Privacy Policy

Ptolemy ("we", "us", or "our") is committed to protecting your personal information. This Privacy Policy explains how we collect, use, disclose, and safeguard information about you when you use our website at ptolemy.cloud and the Ptolemy API platform (together, the "Service").

By using the Service, you agree to the collection and use of information as described in this policy. If you do not agree with the terms of this policy, please do not access or use the Service.

We collect information you provide directly to us when you create an account, set up a workspace, or contact us. This includes your name, email address, company name, and any other information you choose to provide.

We automatically collect certain information about your device and how you interact with the Service, including IP address, browser type, operating system, referring URLs, and pages viewed. We use cookies and similar tracking technologies for this purpose.

If you connect third-party data sources (such as Bloomberg or Refinitiv) through the Service, we may receive information about those connections as described in the relevant integration documentation.

We use the information we collect to provide, maintain, and improve the Service; to process transactions and send you related information; to respond to your comments, questions, and requests; and to send you technical notices and support messages.

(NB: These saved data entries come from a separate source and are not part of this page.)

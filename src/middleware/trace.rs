use axum::{extract::Request, middleware::Next, response::Response};
use std::time::Instant;
use tracing::debug;

pub async fn log_request(request: Request, next: Next) -> Response {
    let method = request.method().clone();
    let path = request.uri().path().to_owned();
    let started = Instant::now();

    let response = next.run(request).await;

    debug!(
        %method,
        path = %path,
        status = response.status().as_u16(),
        elapsed_ms = started.elapsed().as_millis() as u64,
        "handled request"
    );
    response
}
pub mod cors;
pub mod json_body;
pub mod trace;

pub use cors::permissive_cors;
pub use json_body::JsonBody;
pub use trace::log_request;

We may use your information to send you marketing communications, including updates about new features, product announcements, and events. You can opt out of these communications at any time by following the unsubscribe instructions in any email we send or by contacting us at [email protected].

We do not sell your personal information to third parties, and we do not use your financial data or instrument data for any purpose other than providing the Service to you.

We take the security of your data seriously. The Service uses TLS/HTTPS for all data in transit and AES-256 encryption for data at rest. Access to production systems is restricted to authorised personnel and protected by multi-factor authentication.

We perform regular security audits and penetration testing. However, no method of transmission over the Internet or electronic storage is 100% secure, and we cannot guarantee absolute security.

You are responsible for maintaining the confidentiality of your API credentials and access tokens. Please notify us immediately at [email protected] if you believe your credentials have been compromised.

We retain your personal information for as long as your account is active or as needed to provide the Service. If you close your account, we will retain your data for 30 days before permanently deleting it, giving you time to export any data you need.

We may retain certain information for longer periods where required by law, regulation, or to resolve disputes.

We use session cookies to maintain your authentication state and functional cookies to remember your preferences. We use analytics cookies (via privacy-respecting analytics tools) to understand how the Service is used in aggregate.

You can control cookies through your browser settings. Disabling cookies may affect certain features of the Service, including your ability to stay logged in.

We use a limited number of third-party service providers to help us operate the Service, including cloud infrastructure providers, email delivery services, and analytics tools. These providers are permitted to use your information only as necessary to provide services to us.

Our Service may contain links to third-party websites. We are not responsible for the privacy practices of those sites, and we encourage you to review their privacy policies.

The Service is operated from the United Kingdom. If you are accessing the Service from outside the UK or European Economic Area, your information may be transferred to and processed in the UK, which may have different data protection standards than your country of residence.

For users in the EEA, we rely on standard contractual clauses approved by the European Commission as a lawful mechanism for international transfers.

Depending on your jurisdiction, you may have the right to access, correct, update, or delete your personal information. You may also have the right to object to or restrict our processing of your information, or to request a portable copy of your data.

To exercise any of these rights, please contact us at [email protected]. We will respond to your request within 30 days.

If you have questions about this Privacy Policy or our data practices, please contact us at [email protected] or by post at Ptolemy, London, United Kingdom.

If you are located in the EEA and believe we have not addressed your data protection concerns adequately, you have the right to lodge a complaint with your local supervisory authority.